Biosystems Engineering

Volume 204, April 2021, Pages 212-222
Biosystems Engineering

Research Paper
Maize grain moisture content correction: From nonstandard to standard system

https://doi.org/10.1016/j.biosystemseng.2021.01.013Get rights and content

Highlights

  • Low drying temperature and short time contribute to low apparent moisture content.

  • Correction method from nonstandard to standard system is proposed.

  • Corrections to other standard system can be readily specified if required.
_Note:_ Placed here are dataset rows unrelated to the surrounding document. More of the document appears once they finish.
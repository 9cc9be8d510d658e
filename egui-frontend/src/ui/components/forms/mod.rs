pub mod transaction_form;
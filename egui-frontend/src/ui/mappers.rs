//! Mapping from domain transactions to display rows. Keeps the formatting
//! rules (dates as dd/mm/yyyy, amounts as signed BRL) out of the renderers.

use chrono::DateTime;

use shared::{format_brl, Transaction};

/// A transaction pre-formatted for the statement table
#[derive(Debug, Clone, PartialEq)]
pub struct FormattedTransaction {
    pub id: String,
    pub type_label: &'static str,
    /// "+"/"-" direction tag shown before the type
    pub direction: &'static str,
    pub inflow: bool,
    pub description: String,
    pub category: String,
    /// Signed BRL amount, e.g. "+R$ 150,00"
    pub formatted_amount: String,
    /// dd/mm/yyyy
    pub formatted_date: String,
    pub raw_amount: f64,
}

/// Format a transaction for display in the statement
pub fn to_display_row(transaction: &Transaction) -> FormattedTransaction {
    let inflow = transaction.transaction_type.is_inflow();
    let direction = if inflow { "+" } else { "-" };
    FormattedTransaction {
        id: transaction.id.clone(),
        type_label: transaction.transaction_type.label(),
        direction,
        inflow,
        description: transaction.description.clone(),
        category: transaction.category.clone(),
        formatted_amount: format!("{}{}", direction, format_brl(transaction.amount)),
        formatted_date: format_date(&transaction.date),
        raw_amount: transaction.amount,
    }
}

/// Render an RFC 3339 timestamp as dd/mm/yyyy; unparseable input falls back
/// to the date part of the raw string.
pub fn format_date(rfc3339: &str) -> String {
    match DateTime::parse_from_rfc3339(rfc3339) {
        Ok(parsed) => parsed.format("%d/%m/%Y").to_string(),
        Err(_) => rfc3339.split('T').next().unwrap_or(rfc3339).to_string(),
    }
}

#[cfg(test)]
mod tests {
    use super::*;
    use shared::TransactionType;

    fn tx(kind: TransactionType) -> Transaction {
        Transaction {
            id: Transaction::generate_id(kind, 1702516122000),
            transaction_type: kind,
            amount: 1234.5,
            description: "Salário".to_string(),
            category: "Salário".to_string(),
            date: "2024-01-15T10:30:00-03:00".to_string(),
        }
    }

    #[test]
    fn test_credit_row_is_positive() {
        let row = to_display_row(&tx(TransactionType::Credit));
        assert!(row.inflow);
        assert_eq!(row.formatted_amount, "+R$ 1.234,50");
        assert_eq!(row.formatted_date, "15/01/2024");
        assert_eq!(row.type_label, "Receita");
    }

    #[test]
    fn test_debit_row_is_negative() {
        let row = to_display_row(&tx(TransactionType::Debit));
        assert!(!row.inflow);
        assert_eq!(row.formatted_amount, "-R$ 1.234,50");
    }

    #[test]
    fn test_loan_counts_as_inflow() {
        let row = to_display_row(&tx(TransactionType::Loan));
        assert!(row.inflow);
        assert_eq!(row.direction, "+");
    }

    #[test]
    fn test_unparseable_date_falls_back_to_date_part() {
        assert_eq!(format_date("2024-01-15Tgarbage"), "2024-01-15");
        assert_eq!(format_date("not a date"), "not a date");
    }
}
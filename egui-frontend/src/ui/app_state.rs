//! # App State Module
//!
//! Central application state and initialization. `FinanceApp` owns the mock
//! backend, the persisted preferences with their resolved `Theme`, and one
//! state struct per view concern, following a single-source-of-truth layout.

use log::info;
use std::time::Instant;

use crate::backend::{Backend, UpdateTransactionRequest, SIMULATED_LATENCY};
use crate::preferences::{AccessibilityConfig, FontSize, PreferenceStore, ThemeConfig};
use crate::ui::components::theme::Theme;
use crate::ui::state::{
    ChartState, CoreAppState, DeleteConfirmState, EditFormState, TableState,
    TransactionFormState, UiState,
};
use shared::CreateTransactionRequest;

/// Pages available in the main interface
#[derive(Debug, Clone, Copy, PartialEq, Eq)]
pub enum MainTab {
    Dashboard,
    Transactions,
    NewTransaction,
    Settings,
}

impl MainTab {
    pub fn label(&self) -> &'static str {
        match self {
            MainTab::Dashboard => "Painel",
            MainTab::Transactions => "Transações",
            MainTab::NewTransaction => "Nova Transação",
            MainTab::Settings => "Configurações",
        }
    }

    pub const ALL: [MainTab; 4] = [
        MainTab::Dashboard,
        MainTab::Transactions,
        MainTab::NewTransaction,
        MainTab::Settings,
    ];
}

/// A backend call held back by the simulated network delay
#[derive(Debug)]
pub struct PendingOperation {
    pub kind: PendingKind,
    pub ready_at: Instant,
}

#[derive(Debug)]
pub enum PendingKind {
    /// Initial and full reloads of everything the pages show
    LoadAll,
    Submit(CreateTransactionRequest),
    Update {
        id: String,
        update: UpdateTransactionRequest,
    },
    Delete(String),
}

/// Main application struct for the egui finance dashboard
pub struct FinanceApp {
    pub backend: Backend,

    // Preference store and the derived theme
    pub preference_store: PreferenceStore,
    pub theme_config: ThemeConfig,
    pub accessibility: AccessibilityConfig,
    pub theme: Theme,
    /// Dark-mode hint from the windowing system, for the Auto mode
    pub system_dark: bool,
    preferences_dirty: bool,

    // Per-concern state
    pub core: CoreAppState,
    pub ui: UiState,
    pub table: TableState,
    pub chart: ChartState,
    pub form: TransactionFormState,

    // Modal states
    pub delete_confirm: Option<DeleteConfirmState>,
    pub edit_form: Option<EditFormState>,

    pub current_tab: MainTab,

    /// Operations waiting out the simulated latency
    pub pending: Vec<PendingOperation>,
}

impl FinanceApp {
    pub fn new(cc: &eframe::CreationContext<'_>) -> Result<Self, anyhow::Error> {
        info!("Initializing FinanceApp");

        let system_dark = cc.egui_ctx.style().visuals.dark_mode;

        let preference_store = PreferenceStore::new();
        let (theme_config, accessibility) = preference_store.load();
        let theme = Theme::resolve(&theme_config, &accessibility, system_dark);

        let backend = Backend::new()?;

        let mut app = Self {
            backend,
            preference_store,
            theme_config,
            accessibility,
            theme,
            system_dark,
            preferences_dirty: false,
            core: CoreAppState::new(),
            ui: UiState::new(),
            table: TableState::new(),
            chart: ChartState::new(),
            form: TransactionFormState::new(),
            delete_confirm: None,
            edit_form: None,
            current_tab: MainTab::Dashboard,
            pending: Vec::new(),
        };

        // First load goes through the simulated delay like everything else
        app.schedule(PendingKind::LoadAll);
        Ok(app)
    }

    /// Queue a backend call behind the simulated latency
    pub fn schedule(&mut self, kind: PendingKind) {
        self.pending.push(PendingOperation {
            kind,
            ready_at: Instant::now() + SIMULATED_LATENCY,
        });
    }

    /// Font size: the accessibility setting wins when it deviates from the
    /// default, otherwise the theme setting applies.
    pub fn effective_font_size(&self) -> FontSize {
        if self.accessibility.font_size != FontSize::Medium {
            self.accessibility.font_size
        } else {
            self.theme_config.font_size
        }
    }

    /// Either preference source can request reduced motion
    pub fn effective_reduced_motion(&self) -> bool {
        self.theme_config.reduced_motion || self.accessibility.reduced_motion
    }

    /// Re-resolve the theme and flag the preference files for saving
    pub fn preferences_changed(&mut self) {
        self.theme = Theme::resolve(&self.theme_config, &self.accessibility, self.system_dark);
        self.preferences_dirty = true;
    }

    /// Write the preference files if anything changed this frame
    pub fn persist_preferences_if_dirty(&mut self) {
        if !self.preferences_dirty {
            return;
        }
        self.preferences_dirty = false;
        if let Err(e) = self
            .preference_store
            .save(&self.theme_config, &self.accessibility)
        {
            log::warn!("Could not persist preferences: {}", e);
        }
    }
}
The accurate determination and estimation of grain moisture content is important for maize (Zea Mays L.) production, processing and drying studies. However, different drying procedures are often adopted by different operators to determine the grain moisture content, making it difficult to compare results with each other. In this study, different drying temperatures and times were used to create different drying conditions, and the differences in the estimated grain moisture content of maize were analysed. The results showed that, compared to the standard system, an insufficient drying temperature and time contributed to a lower apparent moisture content of maize grain, but the low drying temperature could be compensated by a longer drying time, and vice versa. Additionally, a correction method for maize grain moisture content was built. This method can correct the apparent moisture content (nonstandard system) under different drying procedures to the specified standard system, and the accuracy of model validation and the stability of deviation are very satisfactory. This method is very suitable for the rapid conversion of the grain moisture content of maize between different drying methods. It is especially helpful for re-evaluating the differences and controversies of some conclusions caused by different drying procedures adopted by different researchers, and provides a reference method for moisture content correction of other foods and cereals.

Introduction

The accuracy of grain moisture content (GMC) measurement is essential for maize (Zea Mays L.) production, sales and processing operations, and is also the foundation of drying research (Bradley, 2010). The methods of moisture measurement are classified into two major categories: direct and indirect methods. Direct methods, including gravimetric and chemical methods, involve the process of water removal from grain, while indirect methods, such as optical, dielectric, nuclear and hygrometric methods, measure some physical properties related to moisture (Zambrano, Dutta, Mercer, MacLean, & Touchie, 2019). Indirect methods are faster and more convenient but usually require expensive equipment. In contrast, direct methods are the standard for moisture determination, although they usually take a long time, and provide a reference for indirect methods. The oven method, a routine direct method, is universally accepted by many studies, and has the characteristics of simplicity, practicability, and accuracy.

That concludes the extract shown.